A capo di un sistema criminoso, rodato per anni e alimentato da connivenze e silenzi a inizio millennio Callisto Tanzi provocò con il crac Parmalat un buco nero da 14 miliardi di euro. Allora sembrò una tempesta finanziaria impressionante, ma in seguito il 2007-2008 e quanto ne è seguito ci hanno insegnato che non c’è limite alla dimensione dei crac e degli scoppi delle bolle nella finanza mondiale.

E così può capitare che anche un mercato settoriale e limitato come quello della cannabis via via liberalizzata tra Usa e Canada riesca a mandare in fumo cifre superiori a quelle di grandi fallimenti finanziari del passato. Recentemente in borsa si stanno infatti via via sgonfiando le “cannastocks”, le società quotate che operano nel settore della cannabis legale che in questi anni hanno si sono quotate in Borsa. E lo stanno facendo con un ritmo impressionante: sono già 30 i miliardi di dollari svaniti, esplosi assieme alla bolla delle società che fino al 2018 si erano quotate promettendo e nelle prime battute garantendo rendimenti in doppia e tripla cifra alle azioni.

La legalizzazione della cannabis da parte del Canada di Justin Trudeau nel 2018 ha provocato un rally borsistico di ampia portata che, come prevedibile, ha avuto come seguito una repentina deflagrazione. Troppo alte le capitalizzazioni, troppo alte le aspettative, troppo sprovveduti certi investitori in cerca di rendimento facile che hanno dimenticato che all’high-yield (l’alto rendimento) in borsa si associa sempre l’high risk. L’effettiva applicazione della riforma ha mostrato come a elevate aspettative non corrispondessero prospettive di guadagno bilanciate.

Confrontare le quotazioni odierne delle industrie della cannabis con quelle del settembre scorso è, per molti investitori, desolante. Come scrive Il Sole 24 Ore, “ci sono titoli, come Tilray (azienda canadese di cannabis terapeutica quotata al Nasdaq) che a settembre dello scorso anno capitalizzavano quasi 20 miliardi di dollari e, dopo che il titolo ha perso più del 90%, oggi valgono poco più di due. Un altro titolo molto noto, quello della canadese Aurora Cannabis, è passata dal valere oltre otto miliardi di dollari agli attuali 2,7″. Le quotazioni medie dei cannastocks erano arrivate a 10 volte i patrimoni delle società e 64 volte i loro ricavi: uno squilibrio irreale.

Il ritiro massiccio del parco di base di investitori privati, più umorali e impazienti della media dei compratori istituzionali, ha provocato lo scoppio della bolla, ma non è detto che tutto il male venga per nuocere. “Oggi questi multipli si sono stabilizzati rispettivamente a quota 1,87 e 8,5 volte.

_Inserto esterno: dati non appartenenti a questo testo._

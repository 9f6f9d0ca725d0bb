//! Folder module.
//!
//! This module contains everything related to calendar folders.

pub mod folder;
pub use folder::*;

pub mod folders;
pub use folders::*;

Sono numeri a premio rispetto al resto del mercato, come è giusto che sia per un comparto in forte crescita, ma su livelli più ragionevoli che in passato”. In altre parole, una bolla nella fase iniziale del mercato della cannabis potrebbe averne scongiurata una, ben più grave, più avanti e aver salvato le aziende produttrici da un disastro irrimediabile.

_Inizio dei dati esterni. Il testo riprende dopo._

//! Settings module.
//!
//! This module derives the outward settings of a calendar account
//! from its internal config. Nothing here writes anything back.

use log::warn;
use serde::Serialize;
use std::fmt;

use crate::{Account, CacheConfig, CalendarProvider, FolderCacheSnapshot, StoredError};

/// Represents the sync state exposed to clients.
#[derive(Debug, Clone, Copy, Eq, PartialEq, Serialize)]
#[serde(rename_all = "lowercase")]
pub enum UsedForSync {
    Activated,
    Deactivated,
}

impl UsedForSync {
    pub fn is_activated(&self) -> bool {
        matches!(self, Self::Activated)
    }
}

impl From<bool> for UsedForSync {
    fn from(activated: bool) -> Self {
        if activated {
            Self::Activated
        } else {
            Self::Deactivated
        }
    }
}

impl fmt::Display for UsedForSync {
    fn fmt(&self, f: &mut fmt::Formatter) -> fmt::Result {
        match self {
            Self::Activated => write!(f, "activated"),
            Self::Deactivated => write!(f, "deactivated"),
        }
    }
}

/// Represents the time transparency of the events of a calendar.
#[derive(Debug, Default, Clone, Copy, Eq, PartialEq, Serialize)]
#[serde(rename_all = "lowercase")]
pub enum Transparency {
    #[default]
    Opaque,
    Transparent,
}

impl Transparency {
    const KEY: &'static str = "transp";

    fn parse(transp: &str) -> Option<Self> {
        match transp.to_lowercase().as_str() {
            "opaque" => Some(Self::Opaque),
            "transparent" => Some(Self::Transparent),
            _ => None,
        }
    }
}

#[derive(Debug, Clone, Eq, PartialEq, Serialize)]
#[serde(rename_all = "camelCase")]
pub struct ExtendedProperties {
    pub transparency: Transparency,
    #[serde(skip_serializing_if = "Option::is_none")]
    pub description: Option<String>,
    #[serde(skip_serializing_if = "Option::is_none")]
    pub color: Option<String>,
    /// Represents the most recent fetch among all folders, in epoch
    /// millis.
    #[serde(skip_serializing_if = "Option::is_none")]
    pub last_cache_update: Option<i64>,
    pub used_for_sync: UsedForSync,
}

/// Represents the settings of a calendar account, as seen by clients.
#[derive(Debug, Clone, Eq, PartialEq, Serialize)]
#[serde(rename_all = "camelCase")]
pub struct CalendarSettings {
    pub name: String,
    pub subscribed: bool,
    pub used_for_sync: UsedForSync,
    pub last_modified: i64,
    pub extended: ExtendedProperties,
    /// Represents the last fetch error recorded for the account.
    #[serde(skip_serializing_if = "Option::is_none")]
    pub error: Option<StoredError>,
}

impl CalendarSettings {
    pub fn build(account: &Account, provider: &dyn CalendarProvider, config: &CacheConfig) -> Self {
        let internal = &account.internal_config;

        let used_for_sync = UsedForSync::from(
            internal.used_for_sync.unwrap_or(true) && provider.supports_sync(account),
        );

        let transparency = internal
            .extra
            .get(Transparency::KEY)
            .and_then(|transp| transp.as_str())
            .and_then(Transparency::parse)
            .unwrap_or_default();

        let error = internal
            .last_error
            .as_ref()
            .and_then(|value| match StoredError::from_value(value) {
                Ok(err) => Some(err),
                Err(err) => {
                    warn!("cannot parse last error of account {}, ignoring it: {}", account, err);
                    None
                }
            });

        Self {
            name: internal
                .name
                .clone()
                .unwrap_or_else(|| config.default_name().to_owned()),
            subscribed: internal.subscribed.unwrap_or(true),
            used_for_sync,
            last_modified: account.last_modified,
            extended: ExtendedProperties {
                transparency,
                description: internal.description.clone(),
                color: internal.color.clone(),
                last_cache_update: FolderCacheSnapshot::from(internal).last_cache_update(),
                used_for_sync,
            },
            error,
        }
    }
}

#[cfg(test)]
mod tests {
    use serde_json::json;

    use crate::{provider, Events, ExternalCalendarResult, Folders, InternalConfig};

    use super::*;

    struct Provider {
        sync: bool,
    }

    impl CalendarProvider for Provider {
        fn list_folders(&self, _account: &Account) -> provider::Result<Folders> {
            Ok(Folders::default())
        }

        fn fetch_events(&self, _: &Account, _: &str) -> provider::Result<ExternalCalendarResult> {
            Ok(ExternalCalendarResult::updated(Events::default()))
        }

        fn supports_sync(&self, _account: &Account) -> bool {
            self.sync
        }
    }

    #[test]
    fn defaults() {
        let account = Account::new(1, 1, 1, "ical");
        let settings = CalendarSettings::build(
            &account,
            &Provider { sync: false },
            &CacheConfig::default(),
        );

        assert_eq!(settings.name, "Calendar");
        assert!(settings.subscribed);
        assert_eq!(settings.used_for_sync, UsedForSync::Deactivated);
        assert_eq!(settings.extended.transparency, Transparency::Opaque);
        assert_eq!(settings.extended.last_cache_update, None);
        assert_eq!(settings.error, None);
    }

    #[test]
    fn used_for_sync_needs_provider_support() {
        let mut account = Account::new(1, 1, 1, "ical");
        let config = CacheConfig::default();

        account.internal_config.used_for_sync = Some(true);
        let settings = CalendarSettings::build(&account, &Provider { sync: false }, &config);
        assert_eq!(settings.used_for_sync, UsedForSync::Deactivated);

        let settings = CalendarSettings::build(&account, &Provider { sync: true }, &config);
        assert_eq!(settings.used_for_sync, UsedForSync::Activated);
        assert_eq!(settings.extended.used_for_sync, UsedForSync::Activated);

        account.internal_config.used_for_sync = Some(false);
        let settings = CalendarSettings::build(&account, &Provider { sync: true }, &config);
        assert_eq!(settings.used_for_sync, UsedForSync::Deactivated);
    }

    #[test]
    fn stored_values() {
        let mut account = Account::new(1, 1, 1, "ical");
        account.last_modified = 42;
        account.internal_config = InternalConfig::from_value(json!({
            "caching": {
                "a": { "lastUpdate": 1000 },
                "b": { "lastUpdate": 3000 },
                "c": {}
            },
            "name": "Holidays",
            "subscribed": false,
            "color": "#ff0000",
            "description": "Public holidays",
            "transp": "TRANSPARENT",
            "lastError": {
                "code": "FETCH_EVENTS",
                "message": "unreachable",
                "folderId": "a",
                "timestamp": 2000
            }
        }))
        .unwrap();

        let settings = CalendarSettings::build(
            &account,
            &Provider { sync: true },
            &CacheConfig::default(),
        );

        assert_eq!(settings.name, "Holidays");
        assert!(!settings.subscribed);
        assert_eq!(settings.last_modified, 42);
        assert_eq!(settings.extended.transparency, Transparency::Transparent);
        assert_eq!(settings.extended.color.as_deref(), Some("#ff0000"));
        assert_eq!(settings.extended.description.as_deref(), Some("Public holidays"));
        assert_eq!(settings.extended.last_cache_update, Some(3000));
        assert_eq!(
            settings.error,
            Some(StoredError::new("FETCH_EVENTS", "unreachable", 2000).folder_id("a"))
        );
    }

    #[test]
    fn malformed_last_error_is_ignored() {
        let mut account = Account::new(1, 1, 1, "ical");
        account.internal_config.last_error = Some(json!("boom"));

        let settings = CalendarSettings::build(
            &account,
            &Provider { sync: false },
            &CacheConfig::default(),
        );

        assert_eq!(settings.error, None);
    }
}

Quel che è certo è che, indipendentemente dal sottostante, la “logica” delle bolle finanziarie appare simile in ogni contesto. Nuovo prodotto, mania per i titoli che lo riguardano, sgonfiamento, panico tra gli investitori, tracollo del titolo. Le cinque fasi descritte dal grande storico Charles P. Kindleberger in uno dei testi chiavi della storia finanziaria datato 1978 (Manias, Panics, and Crashes: A History of Financial Crises, saggio più volte aggiornato fino ai giorni nostri) andrebbero studiate e comprese da ogni investitore prima di fare una sola mossa in borsa. Ma la finanza, si sa, è cattiva discepola e ignora gli insegnamenti di una storia che, se conosciuta, aiuterebbe a prevenire disastri.